Die Leutnantsphilosophie
Die 4 Bände von "Lienhardt und Gertrud" sind zwischen 1781 und 1787 jeweils im Abstand von zwei Jahren erschienen. Sie sind ein sprechender Beleg für den Wandel in Pestalozzis Denken: Das optimistische Menschenbild der ‚Abendstunde' sowie die darauf beruhende Idee, den Staat als eine Verwirklichung des Gottesreiches zu sehen, werden ersetzt durch einen zum Pessimismus neigenden Realismus und durch die Erkenntnis, daß gesellschaftliches Sein und somit auch der Staat als Institution nicht auf die ‚höhere', sondern auf die ‚niedere' Natur des Menschen gebaut werden müssen. Hatte Pestalozzi z.B. in ‚Gesetzgebung und Kindermord' 1780 gefordert, der Fürst müsse ein Christ sein, so stellt er 1793 in ‚Ja oder Nein?' fest: "Die Welt wird nicht christlich regiert. Die Regierungen als solche sind nicht christlich. Der Staat als Staat handelt in seinen wesentlichsten Einrichtungen bestimmt wider das Christentum." (PSW 10, S. 127) Und an anderer Stelle desselben Werks: "Man missbrauche das Christentum auf keine Seite. Man fordere nicht, daß die Fürsten christlich regieren. Sie können es nicht. Man denke nicht daran, als Christen und um der christlichen Freiheit willen irgendeine bürgerliche Freiheit ansprechen zu dürfen. Das geht nicht. Aber man versuche auch nicht, durch das Christentum die Sklaverei wieder in der Welt einzuführen." (PSW 10, S. 128) Das geänderte Menschenbild findet seinen klarsten Ausdruck im 41. Kapitel des 4. Teiles von ‚Lienhard und Gertrud', das die berühmte ‚Leutnantsphilosophie' enthält, so benannt, weil Pestalozzi seine Philosophie dem Roman-Schulmeister Glüphi, einem invaliden abgedankten Leutnant, in den Mund legt:
Die Philosophie meines Leutnants und diejenige meines Buches
...
"Die neueren Gesetzgebungen, die man aber nicht im Ernst für Volksgesetzgebungen ausgeben wird, setzen alle vom Menschen, und besonders vom minderen Menschen, voraus, daß er ohne alles Verhältnis mehr und besser sei, als er ist und als er, ohne daß sie ihn in den Stand stellen, es zu werden, seiner Natur nach nicht sein kann.

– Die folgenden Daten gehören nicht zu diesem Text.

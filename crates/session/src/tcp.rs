//! Plain TCP transport
//!
//! Opens a socket to the configured broker host and watches it: EOF or a read
//! error is reported as `SessionEvent::Dropped`. Authentication happens on the
//! credential side only; an expired credential is refused before dialing.

use std::future::Future;
use std::pin::Pin;
use std::sync::Arc;
use std::sync::atomic::{AtomicBool, Ordering};

use credential::Credential;
use tokio::io::AsyncReadExt;
use tokio::net::TcpStream;
use tokio_util::sync::CancellationToken;
use tracing::{debug, info};

use crate::classify::TransportError;
use crate::transport::{EventSink, Session, SessionEvent, Transport};

const SCHEMES: &[&str] = &["tcps://", "tcp://"];

/// `host:port` from a broker URL such as `tcps://broker:55443`.
pub fn strip_scheme(host: &str) -> &str {
    SCHEMES
        .iter()
        .find_map(|scheme| host.strip_prefix(scheme))
        .unwrap_or(host)
        .trim_end_matches('/')
}

pub struct TcpTransport {
    host: String,
    vpn_name: String,
}

impl TcpTransport {
    pub fn new(host: impl Into<String>, vpn_name: impl Into<String>) -> Self {
        Self {
            host: host.into(),
            vpn_name: vpn_name.into(),
        }
    }

    pub fn address(&self) -> &str {
        strip_scheme(&self.host)
    }
}

struct TcpSession {
    closed: Arc<AtomicBool>,
    cancel: CancellationToken,
}

impl Session for TcpSession {
    fn is_closed(&self) -> bool {
        self.closed.load(Ordering::Acquire)
    }

    fn close(&self) -> Pin<Box<dyn Future<Output = ()> + Send + '_>> {
        self.closed.store(true, Ordering::Release);
        self.cancel.cancel();
        Box::pin(async {})
    }
}

impl Transport for TcpTransport {
    fn id(&self) -> &str {
        "tcp"
    }

    fn open(
        &self,
        credential: Arc<Credential>,
        events: EventSink,
    ) -> Pin<Box<dyn Future<Output = Result<Box<dyn Session>, TransportError>> + Send + '_>> {
        Box::pin(async move {
            if credential.is_expired() {
                return Err(TransportError::auth(format!(
                    "refusing expired credential for {}",
                    credential.subject()
                )));
            }

            let address = self.address();
            let stream = TcpStream::connect(address)
                .await
                .map_err(|e| TransportError::other(format!("connecting to {address}: {e}")))?;
            info!(
                address,
                vpn = %self.vpn_name,
                principal = credential.subject(),
                "tcp session opened"
            );

            let closed = Arc::new(AtomicBool::new(false));
            let cancel = CancellationToken::new();
            tokio::spawn(watch_socket(stream, events, closed.clone(), cancel.clone()));
            Ok(Box::new(TcpSession { closed, cancel }) as Box<dyn Session>)
        })
    }
}

async fn watch_socket(
    mut stream: TcpStream,
    events: EventSink,
    closed: Arc<AtomicBool>,
    cancel: CancellationToken,
) {
    let mut buf = [0u8; 1024];
    loop {
        let reason = tokio::select! {
            biased;
            _ = cancel.cancelled() => {
                debug!("tcp session closed locally");
                return;
            }
            read = stream.read(&mut buf) => match read {
                Ok(0) => "connection closed by peer".to_string(),
                Ok(_) => continue,
                Err(e) => format!("read error: {e}"),
            },
        };
        closed.store(true, Ordering::Release);
        events.emit(SessionEvent::Dropped(reason));
        return;
    }
}
//! Background credential maintenance
//!
//! One spawned task per manager. It sleeps until `expires_at - refresh_buffer`,
//! renews or re-acquires the credential under the manager's refresh lock, and
//! reschedules itself from whatever credential is current afterwards. The sleep
//! races a `CancellationToken` so shutdown interrupts it immediately; an
//! in-flight renewal is left to finish and shutdown bounds the wait.

use std::sync::Arc;
use std::time::Duration;

use credential::Credential;
use tokio::time::Instant;
use tokio_util::sync::CancellationToken;
use tracing::{debug, info};

use crate::manager::CredentialManager;

/// Time until maintenance should run for a credential expiring at `expires_at`.
///
/// Zero when the credential is already inside the buffer.
pub fn schedule_delay(expires_at: Instant, refresh_buffer: Duration, now: Instant) -> Duration {
    expires_at
        .checked_sub(refresh_buffer)
        .map(|due| due.saturating_duration_since(now))
        .unwrap_or(Duration::ZERO)
}

/// Delay before the next run after a maintenance run finished.
///
/// A failed run, a missing credential, or a fresh credential that is already
/// inside the buffer all wait `retry_delay` so the loop never spins.
pub fn delay_after_run(
    credential: Option<&Credential>,
    succeeded: bool,
    refresh_buffer: Duration,
    retry_delay: Duration,
    now: Instant,
) -> Duration {
    match credential {
        Some(credential) if succeeded => {
            let delay = schedule_delay(credential.expires_at(), refresh_buffer, now);
            if delay.is_zero() { retry_delay } else { delay }
        }
        _ => retry_delay,
    }
}

/// Delay for a credential that arrived outside of a maintenance run
/// (initial login or an on-demand refresh).
fn delay_for(credential: Option<&Credential>, refresh_buffer: Duration, retry_delay: Duration) -> Duration {
    match credential {
        Some(credential) => schedule_delay(credential.expires_at(), refresh_buffer, Instant::now()),
        None => retry_delay,
    }
}

/// Spawn the maintenance loop for `manager`.
///
/// Runs until `cancel` fires. Failures are contained: they are reflected in
/// health and retried after `retry_delay`, never propagated.
pub fn spawn_maintenance_task(
    manager: Arc<CredentialManager>,
    cancel: CancellationToken,
) -> tokio::task::JoinHandle<()> {
    tokio::spawn(async move {
        let buffer = manager.config().refresh_buffer;
        let retry_delay = manager.config().retry_delay();
        let mut updates = manager.subscribe();

        let mut delay = delay_for(updates.borrow_and_update().as_deref(), buffer, retry_delay);
        loop {
            manager.set_next_maintenance(Instant::now() + delay);
            debug!(delay_ms = delay.as_millis() as u64, "next credential maintenance scheduled");

            tokio::select! {
                biased;
                _ = cancel.cancelled() => break,
                changed = updates.changed() => {
                    if changed.is_err() {
                        break;
                    }
                    // Replaced by an on-demand refresh; follow the new expiry.
                    delay = delay_for(updates.borrow_and_update().as_deref(), buffer, retry_delay);
                    continue;
                }
                _ = tokio::time::sleep(delay) => {}
            }

            let succeeded = manager.run_maintenance().await;
            let current = updates.borrow_and_update().clone();
            delay = delay_after_run(current.as_deref(), succeeded, buffer, retry_delay, Instant::now());
        }

        manager.clear_next_maintenance();
        info!("credential maintenance stopped");
    })
}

Der Mensch, fuhr er (Glüphi) fort, ist von Natur, wenn er sich selbst überlassen wild aufwächst, träg, unwissend, unvorsichtig, unbedachtsam, leichtsinnig, leichtgläubig, furchtsam und ohne Grenzen gierig und wird dann noch durch die Gefahren, die seiner Schwäche, und die Hindernisse, die seiner Gierigkeit aufstossen, krumm, verschlagen, heimtückisch, misstrauisch, gewaltsam, verwegen, rachgierig, und grausam. - Das ist der Mensch, wie er von Natur, wenn er sich selbst überlassen wild aufwächst, werden muss; er raubt wie er isst, und mordet wie er schläft. Das Recht seiner Natur ist sein Bedürfnis, der Grund seines Rechtes ist sein Gelüst, die Grenze seiner Ansprüche ist seine Trägheit und die Unmöglichkeit, weiter zu gelangen.
In diesem Grad ist es wahr, daß der Mensch, so wie er von Natur ist und wie er, wenn er sich selbst überlassen wild aufwächst und seiner Natur nach notwendig werden muss, der Gesellschaft nicht nur nichts nützt, sondern ihr im höchsten Grad gefährlich und unerträglich ist.
Deshalb muss sie, wenn er für sie einigen Wert haben oder ihr auch nur erträglich sein soll, aus ihm etwas ganz anderes machen, als er von Natur ist und als er, wenn er sich selbst überlassen wild aufwächst, werden könnte.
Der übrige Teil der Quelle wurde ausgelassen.